But given this, an important question arises: what will Banxico’s floor or terminal rate depend on? Will it depend on inflation?
Without a doubt, within the equation is the inflation variable, but it is probably not the only variable, the Federal Reserve (Fed) rate will also be fundamental in the floor of the Banxico rate, why? Due to the differential in interest rates between Banxico and the Fed.
The interest rate reflects the cost of money. In emerging markets, bond yields are regularly positive and more attractive than in developed countries. In that sense, the yield of what Banxico pays against the Fed is much more attractive, but variables such as country and exchange risk must also be considered.
Over a time horizon, if the Fed increases the interest rate in the short term and inflation does not converge around 2% in the medium term, the Fed’s interest rate could remain higher than the market would expect and It would undoubtedly limit the floor of emerging market interest rates.
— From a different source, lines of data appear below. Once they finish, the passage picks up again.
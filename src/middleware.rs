use log::*;
use std::collections::HashMap;
use std::net::{IpAddr, SocketAddr};
use std::sync::Mutex;
use std::time::{Duration, Instant};
use tide::http::headers::{HeaderValue, AUTHORIZATION};
use tide::security::{CorsMiddleware, Origin};
use tide::{Middleware, Next, Request};

use crate::error::AppError;
use crate::AppState;

/**
 * Any origin may call us, the same as the browser clients expect
 */
pub fn cors() -> tide::Result<CorsMiddleware> {
    Ok(CorsMiddleware::new()
        .allow_methods("GET, POST, PUT, DELETE, OPTIONS".parse::<HeaderValue>()?)
        .allow_headers("Origin, Content-Type, Accept, Authorization".parse::<HeaderValue>()?)
        .allow_origin(Origin::from("*"))
        .allow_credentials(false))
}

/**
 * Rejects requests without a valid bearer token and stores the `AuthUser` for handlers
 */
#[derive(Debug, Default, Clone)]
pub struct JwtAuth;

#[tide::utils::async_trait]
impl Middleware<AppState> for JwtAuth {
    async fn handle(&self, mut req: Request<AppState>, next: Next<'_, AppState>) -> tide::Result {
        let header = match req.header(AUTHORIZATION) {
            Some(values) => values.last().as_str().to_string(),
            None => return Err(AppError::Unauthorized("Missing Authorization header".to_string()).into()),
        };

        let user = req.state().tokens.verify(&header)?;
        debug!("authenticated {} ({})", user.identifier, user.id);
        req.set_ext(user);
        Ok(next.run(req).await)
    }
}

struct Window {
    started: Instant,
    count: u32,
}

struct Windows {
    by_client: HashMap<String, Window>,
    last_sweep: Instant,
}

/**
 * Reduce an address to the IP it came from, dropping any port
 */
pub fn client_ip(addr: &str) -> String {
    let addr = addr.trim();
    if let Ok(socket) = addr.parse::<SocketAddr>() {
        return socket.ip().to_string();
    }
    if let Ok(ip) = addr.trim_start_matches('[').trim_end_matches(']').parse::<IpAddr>() {
        return ip.to_string();
    }
    addr.to_string()
}

/**
 * The key a request is counted under
 *
 * `forwarded` is only honoured when the operator has said a proxy sets it.
 */
pub fn client_key(peer: Option<&str>, forwarded: Option<&str>, trust_forwarded: bool) -> String {
    let source = if trust_forwarded { forwarded.or(peer) } else { peer };
    match source {
        Some(addr) if !addr.trim().is_empty() => client_ip(addr),
        _ => "unknown".to_string(),
    }
}

/**
 * Fixed-window request limiter keyed on the client IP
 */
pub struct RateLimiter {
    max: u32,
    window: Duration,
    trust_forwarded: bool,
    windows: Mutex<Windows>,
}

impl RateLimiter {
    pub fn new(max: u32, window: Duration, trust_forwarded: bool) -> Self {
        RateLimiter {
            max,
            window,
            trust_forwarded,
            windows: Mutex::new(Windows {
                by_client: HashMap::new(),
                last_sweep: Instant::now(),
            }),
        }
    }

    /**
     * Count one request from `client`, false once it is over its budget
     */
    pub fn admit(&self, client: &str, now: Instant) -> bool {
        let mut windows = match self.windows.lock() {
            Ok(guard) => guard,
            Err(poisoned) => poisoned.into_inner(),
        };

        if now.duration_since(windows.last_sweep) >= self.window {
            let window = self.window;
            windows
                .by_client
                .retain(|_, w| now.duration_since(w.started) < window);
            windows.last_sweep = now;
        }

        let entry = windows
            .by_client
            .entry(client.to_string())
            .or_insert(Window {
                started: now,
                count: 0,
            });
        if now.duration_since(entry.started) >= self.window {
            entry.started = now;
            entry.count = 0;
        }
        entry.count += 1;
        entry.count <= self.max
    }

    pub fn tracked_clients(&self) -> usize {
        match self.windows.lock() {
            Ok(guard) => guard.by_client.len(),
            Err(poisoned) => poisoned.into_inner().by_client.len(),
        }
    }
}

#[tide::utils::async_trait]
impl<State: Clone + Send + Sync + 'static> Middleware<State> for RateLimiter {
    async fn handle(&self, req: Request<State>, next: Next<'_, State>) -> tide::Result {
        // remote() prefers Forwarded/X-Forwarded-For over the socket peer
        let client = client_key(req.peer_addr(), req.remote(), self.trust_forwarded);
        if !self.admit(&client, Instant::now()) {
            warn!("rate limit exceeded for {}", client);
            return Err(AppError::TooManyRequests.into());
        }
        Ok(next.run(req).await)
    }
}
The market and analysts could reach a consensus on how much the interest rate would be in the short term, but the fundamental point of debate will be the consensus rate level that will be found in the medium and long term.
Banxico’s interest rate could fall as quickly as inflation subsides, especially core inflation; In that sense, if inflation converges to its target of around 3%, the interest rate could not fall at the same pace as inflation because the reference point will be the Fed rate in 2025.
That is, from the medium term, the speed and terminal rate of the Banxico rate will be guided by the rate differential that Banxico must have with the Fed, which has been on average around 400 basis points.